したがって、援助する側にも自己管理能力を維持するための、様々な配慮が必要不可欠である。特に初期の混乱期には援助チームという複数体制をとることは大切で、この「仲間内」で励ましあったり、互いに今何を感じ考えているかを話し合ったりすることで、セルフケアは多少とも可能になるであろう。
更に付け加えれば、軽視されがちなことではあるが、休息を十分にとることなども、こうした宿泊方式の仕事の形態では重要な配慮の一つである。
最後に
センター並びにその周辺の被災者に対する長期的なケアは、今後は主に神戸少年鑑別所の心理技官が一般相談活動の一環として担うことになろう。
一方、今回のような大災害に対する即応体制づくりが課題として残っており、災害時により迅速かつ大規模に今回のような援助チームを派遣できる準備を整えておく必要がある。
- 少年鑑別所とは
- 昭和24年の少年法及び少年院法の施行により発足した法務省所管の施設で、各県庁所在地など全国53カ所に設置されている。
主として家庭裁判所の決定により送致された少年を最高4週間収容し、非行に走るようになった原因や今後どうすれば健全な少年に立ち戻れるのかを、医学、心理学、社会学、教育学等の専門知識や技術によって明らかにし、その結果を家庭裁判所に送付して審判等に資するのが任務である。
本文へ戻る - 少年相談センターとは
- 少年鑑別所では一般市民からの、非行や教育にかかわる様々な相談にも応じている。こうした相談活動のために備えられた一般相談室を、神戸少年鑑別所では「少年相談センター」と称しており、談話室やプレイルームがある。
本文へ戻る - 心理技官とは
- 法務省所属の心理学の専門家は、通常は心理技官と称しているが、正式には法務技官という立場にある。心理技官の日常業務の中心は、非行や犯罪に至った人々の鑑別・分類である。面接、心理検査、行動観察等を行って個々の資質や環境等の特質及び相互関係をとらえ、どのような原因で非行や犯罪に至ったかを分析した上で、改善のための方針を立て、具体的な手立てを提示することが任務となる。

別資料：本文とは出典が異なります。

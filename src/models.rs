//! Wire types shared with the backend.

use chrono::{DateTime, NaiveDateTime};
use serde::{Deserialize, Serialize};

/// Account info returned by login/register and cached in the session.
#[derive(Debug, Clone, PartialEq, Eq, Deserialize, Serialize)]
pub struct User {
    #[serde(default)]
    pub id: Option<u64>,
    pub username: String,
    #[serde(default)]
    pub email: Option<String>,
}

#[derive(Debug, Clone, PartialEq, Eq, Deserialize, Serialize)]
pub struct AuthResponse {
    pub token: String,
    pub user: User,
}

#[derive(Debug, Clone, Serialize)]
pub struct LoginRequest<'a> {
    pub username: &'a str,
    pub password: &'a str,
}

#[derive(Debug, Clone, Serialize)]
pub struct RegisterRequest<'a> {
    pub username: &'a str,
    pub email: &'a str,
    pub password: &'a str,
}

/// Equipment-type distribution: `labels[i]` has count `values[i]`.
#[derive(Debug, Clone, Default, PartialEq, Deserialize, Serialize)]
pub struct ChartData {
    #[serde(default)]
    pub labels: Vec<String>,
    #[serde(default)]
    pub values: Vec<f64>,
}

impl ChartData {
    /// Build from the backend's `equipment_types` JSON object string
    /// (`{"Pump": 3, "Valve": 2}`), keeping key order.
    ///
    /// Anything that is not a JSON object yields empty chart data. Entries
    /// with non-numeric counts are skipped so labels and values stay aligned.
    pub fn from_equipment_types(raw: &str) -> Self {
        let parsed: serde_json::Value = match serde_json::from_str(raw) {
            Ok(v) => v,
            Err(_) => return Self::default(),
        };

        let Some(map) = parsed.as_object() else {
            return Self::default();
        };

        let mut chart = Self::default();
        for (label, count) in map {
            if let Some(n) = count.as_f64() {
                chart.labels.push(label.clone());
                chart.values.push(n);
            }
        }
        chart
    }

    /// Co-indexed `(label, value)` pairs, truncated to the shorter side if
    /// the payload was inconsistent.
    pub fn pairs(&self) -> Vec<(String, f64)> {
        self.labels
            .iter()
            .cloned()
            .zip(self.values.iter().copied())
            .collect()
    }

    pub fn len(&self) -> usize {
        self.labels.len().min(self.values.len())
    }

    pub fn is_empty(&self) -> bool {
        self.len() == 0
    }

    pub fn total(&self) -> f64 {
        self.pairs().iter().map(|(_, v)| v).sum()
    }

    pub fn max_value(&self) -> f64 {
        self.pairs().iter().map(|(_, v)| *v).fold(0.0, f64::max)
    }
}

/// One normalized CSV row.
#[derive(Debug, Clone, PartialEq, Deserialize, Serialize)]
pub struct EquipmentRecord {
    #[serde(default)]
    pub id: Option<u64>,
    pub equipment_name: String,
    pub equipment_type: String,
    pub flowrate: f64,
    pub pressure: f64,
    pub temperature: f64,
}

/// A processed upload. History entries omit `equipment_records` and
/// `chart_data`; the summary endpoint includes both.
#[derive(Debug, Clone, PartialEq, Deserialize, Serialize)]
pub struct DatasetSummary {
    pub id: u64,
    #[serde(default)]
    pub user: Option<User>,
    #[serde(default)]
    pub uploaded_at: String,
    #[serde(default)]
    pub file: Option<String>,
    #[serde(default)]
    pub total_equipment: u64,
    #[serde(default)]
    pub avg_flowrate: f64,
    #[serde(default)]
    pub avg_pressure: f64,
    #[serde(default)]
    pub avg_temperature: f64,
    #[serde(default)]
    pub equipment_types: Option<String>,
    #[serde(default)]
    pub chart_data: Option<ChartData>,
    #[serde(default)]
    pub equipment_records: Vec<EquipmentRecord>,
}

impl DatasetSummary {
    /// Chart data as sent, or derived from `equipment_types` when the
    /// endpoint does not include it.
    pub fn chart(&self) -> ChartData {
        match (&self.chart_data, &self.equipment_types) {
            (Some(chart), _) => chart.clone(),
            (None, Some(raw)) => ChartData::from_equipment_types(raw),
            (None, None) => ChartData::default(),
        }
    }

    pub fn distinct_types(&self) -> usize {
        self.chart().len()
    }

    /// `uploaded_at` rendered like `Jan 27, 2026, 10:30 AM`. Unparseable
    /// timestamps are shown as sent.
    pub fn uploaded_at_display(&self) -> String {
        format_timestamp(&self.uploaded_at)
    }
}

/// Response body of a successful delete.
#[derive(Debug, Clone, Default, Deserialize)]
pub struct DeleteAck {
    #[serde(default)]
    pub message: Option<String>,
}

/// `{"error": "..."}` body the backend sends with 4xx responses.
#[derive(Debug, Clone, Deserialize)]
pub struct ErrorBody {
    pub error: String,
}

const DISPLAY_FORMAT: &str = "%b %-d, %Y, %I:%M %p";

pub fn format_timestamp(raw: &str) -> String {
    if let Ok(dt) = DateTime::parse_from_rfc3339(raw) {
        return dt.format(DISPLAY_FORMAT).to_string();
    }
    if let Ok(naive) = NaiveDateTime::parse_from_str(raw, "%Y-%m-%dT%H:%M:%S%.f") {
        return naive.format(DISPLAY_FORMAT).to_string();
    }
    raw.to_string()
}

また、心理技官は一般相談も担当しており、相談内容に応じて、カウンセリングや箱庭療法などを実施している。
本文へ戻る - PTSD・PTSR
- 被災者の心理状態を理解するためには、PTSD(Post Traumatic Stress Disorder)あるいはPTSR(Post Traumatic Stress Reaction)という概念が有効である。それぞれ「心的外傷後ストレス障害」、「心的外傷後ストレス反応」と訳され、天災などの恐怖体験により心理的に深い傷を負った後に生じやすい症状・反応であり、恐怖体験によって著しい不適応状態に陥った場合をPTSDと言い、障害とまで言えない状態をPTSRと言う。
PTSD(PTSR)の心理状態は3段階に変遷していくとされ、まず、第1段階では、心的外傷直後のパニック反応が過ぎて過度に敏感な情動反応が生じやすくなる。普段ならなんでもない刺激でも怒りや落胆の情動が容易に現れる。相談活動を開始した時期には、まさにこの反応が見られた。極めて常識的に振る舞っていた成人が相手のさ細な行動に敏感に反応し、急激な怒りをぶつけたり、その後急に泣き沈むという極端な情動反応を示したことがある。集団力学的には、かたくなな対立状況や利己的行為が見られ、スケープゴートを作るといった社会的に未熟な行為も認められた。
第2段階では、外傷体験のフラッシュバック(flash back)が生じ、このことでストレスが更に強まる。今回の相談活動の対象となった避難者の場合は、比較的早い時期に周りの者との震災体験を話し合い、恐ろしい体験を心の中で整理して心理的安定を図ろうとする行為が認められた。また、多くの人が緊張と過活動を示す中で、うつ状態に陥る人もあり、そのような人たちの中には表に出さずともフラッシュバックなどに悩まされている人がいた可能性もある。
第3段階では、このようなストレスが重なって人格変容をきたす。ただし、本相談活動を実施した期間内では、このような事例は認められなかった。